I primi fossili si trovano nel Triassico superiore, e il gruppo continua fino all'evento dell'estinzione K/T alla fine del Cretaceo (da 220 a 65,5 milioni di anni fa). Gli pterosauri sono i primi vertebrati noti per il volo a motore evoluto. Le loro ali erano fatte di un lembo di pelle tra il loro corpo e un grande quarto dito (a volte chiamato "dito dell'ala"). Gli pterosauri si dividono in due gruppi. I primi Rhamphorhynchoids (per esempio Rhamphorhynchus) avevano code lunghe e mascelle dentate; gli pterodattiloidi (per esempio Pterodactylus) avevano code corte, e molti avevano becchi senza denti.
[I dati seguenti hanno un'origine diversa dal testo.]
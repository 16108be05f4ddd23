//! Job status domain type

use serde::{Deserialize, Serialize};
use std::fmt;
use std::str::FromStr;

/// Remote job status as reported by the execution service
///
/// `Unknown` is what a caller records when the status query itself failed or
/// the service answered with a state this crate does not know. It is never
/// terminal.
#[derive(Debug, Clone, Copy, PartialEq, Eq, Hash, Serialize, Deserialize)]
#[serde(rename_all = "SCREAMING_SNAKE_CASE")]
pub enum JobStatus {
    Pending,
    InProgress,
    Succeeded,
    Failed,
    #[serde(alias = "FAULT")]
    Faulted,
    Stopped,
    TimedOut,
    #[serde(other)]
    Unknown,
}

impl JobStatus {
    /// Whether the remote service will never move the job out of this state
    pub fn is_terminal(&self) -> bool {
        match self {
            JobStatus::Succeeded
            | JobStatus::Failed
            | JobStatus::Faulted
            | JobStatus::Stopped
            | JobStatus::TimedOut => true,
            JobStatus::Pending | JobStatus::InProgress | JobStatus::Unknown => false,
        }
    }

    /// Whether this is an authoritative negative outcome
    pub fn is_failure(&self) -> bool {
        matches!(
            self,
            JobStatus::Failed | JobStatus::Faulted | JobStatus::Stopped | JobStatus::TimedOut
        )
    }

    /// Wire representation (e.g. `IN_PROGRESS`)
    pub fn as_str(&self) -> &'static str {
        match self {
            JobStatus::Pending => "PENDING",
            JobStatus::InProgress => "IN_PROGRESS",
            JobStatus::Succeeded => "SUCCEEDED",
            JobStatus::Failed => "FAILED",
            JobStatus::Faulted => "FAULTED",
            JobStatus::Stopped => "STOPPED",
            JobStatus::TimedOut => "TIMED_OUT",
            JobStatus::Unknown => "UNKNOWN",
        }
    }
}

impl fmt::Display for JobStatus {
    fn fmt(&self, f: &mut fmt::Formatter<'_>) -> fmt::Result {
        f.write_str(self.as_str())
    }
}

/// Error returned when a status string cannot be parsed
#[derive(Debug, Clone, PartialEq, Eq, thiserror::Error)]
#[error("Invalid job status: {0}")]
pub struct ParseStatusError(pub String);

impl FromStr for JobStatus {
    type Err = ParseStatusError;

    fn from_str(s: &str) -> Result<Self, Self::Err> {
        let normalized = s.trim().to_ascii_uppercase().replace('-', "_");
        match normalized.as_str() {
            "PENDING" | "QUEUED" | "SUBMITTED" => Ok(JobStatus::Pending),
            "IN_PROGRESS" | "INPROGRESS" | "RUNNING" => Ok(JobStatus::InProgress),
            "SUCCEEDED" => Ok(JobStatus::Succeeded),
            "FAILED" => Ok(JobStatus::Failed),
            "FAULTED" | "FAULT" => Ok(JobStatus::Faulted),
            "STOPPED" => Ok(JobStatus::Stopped),
            "TIMED_OUT" | "TIMEDOUT" => Ok(JobStatus::TimedOut),
            "UNKNOWN" => Ok(JobStatus::Unknown),
            _ => Err(ParseStatusError(s.to_string())),
        }
    }
}

#[cfg(test)]
mod tests {
    use super::*;

    #[test]
    fn test_terminal_states() {
        assert!(JobStatus::Succeeded.is_terminal());
        assert!(JobStatus::Failed.is_terminal());
        assert!(JobStatus::Faulted.is_terminal());
        assert!(JobStatus::Stopped.is_terminal());
        assert!(JobStatus::TimedOut.is_terminal());
        assert!(!JobStatus::Pending.is_terminal());
        assert!(!JobStatus::InProgress.is_terminal());
        assert!(!JobStatus::Unknown.is_terminal());
    }

    #[test]
    fn test_succeeded_is_not_failure() {
        assert!(!JobStatus::Succeeded.is_failure());
        assert!(!JobStatus::Unknown.is_failure());
        assert!(JobStatus::TimedOut.is_failure());
    }

    #[test]
    fn test_deserialize_wire_names() {
        let status: JobStatus = serde_json::from_str("\"IN_PROGRESS\"").unwrap();
        assert_eq!(status, JobStatus::InProgress);

        let status: JobStatus = serde_json::from_str("\"FAULT\"").unwrap();
        assert_eq!(status, JobStatus::Faulted);

        let status: JobStatus = serde_json::from_str("\"TIMED_OUT\"").unwrap();
        assert_eq!(status, JobStatus::TimedOut);
    }

    #[test]
    fn test_unrecognized_wire_status_is_unknown() {
        let status: JobStatus = serde_json::from_str("\"QUEUED_FOR_REVIEW\"").unwrap();
        assert_eq!(status, JobStatus::Unknown);
    }

    #[test]
    fn test_serialize_uses_wire_name() {
        assert_eq!(
            serde_json::to_string(&JobStatus::TimedOut).unwrap(),
            "\"TIMED_OUT\""
        );
    }

    #[test]
    fn test_from_str_is_lenient() {
        assert_eq!("in-progress".parse::<JobStatus>(), Ok(JobStatus::InProgress));
        assert_eq!(" Succeeded ".parse::<JobStatus>(), Ok(JobStatus::Succeeded));
        assert_eq!("fault".parse::<JobStatus>(), Ok(JobStatus::Faulted));
        assert!("bogus".parse::<JobStatus>().is_err());
    }
}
Il primo fossile di pterosauro fu scoperto nel tardo giurassico di Solnhofen in Germania nel 1784. Questo era esattamente lo stesso luogo in cui fu trovato l'Archaeopteryx anni dopo. Georges Cuvier suggerì per la prima volta che gli pterosauri erano creature volanti nel 1801. Da quando è stato trovato il primo fossile di pterosauro, ventinove specie di pterosauri sono state trovate solo in quei depositi. Un famoso reperto dei primi anni del Regno Unito fu un esempio di Dimorphodon di Mary Anning, nel 1828 a Lyme Regis, Dorset, Inghilterra. Il nome Pterosauria è stato coniato nel 1834.

Gli pterosauri erano dei veri e propri volantini, capaci di sbattere le ali o di librarsi in volo. I loro corpi erano coperti di peli fini, quindi erano in grado di regolare la loro temperatura (erano a sangue caldo). Sono un gruppo molto vicino ai dinosauri, parte dell'Archosauria.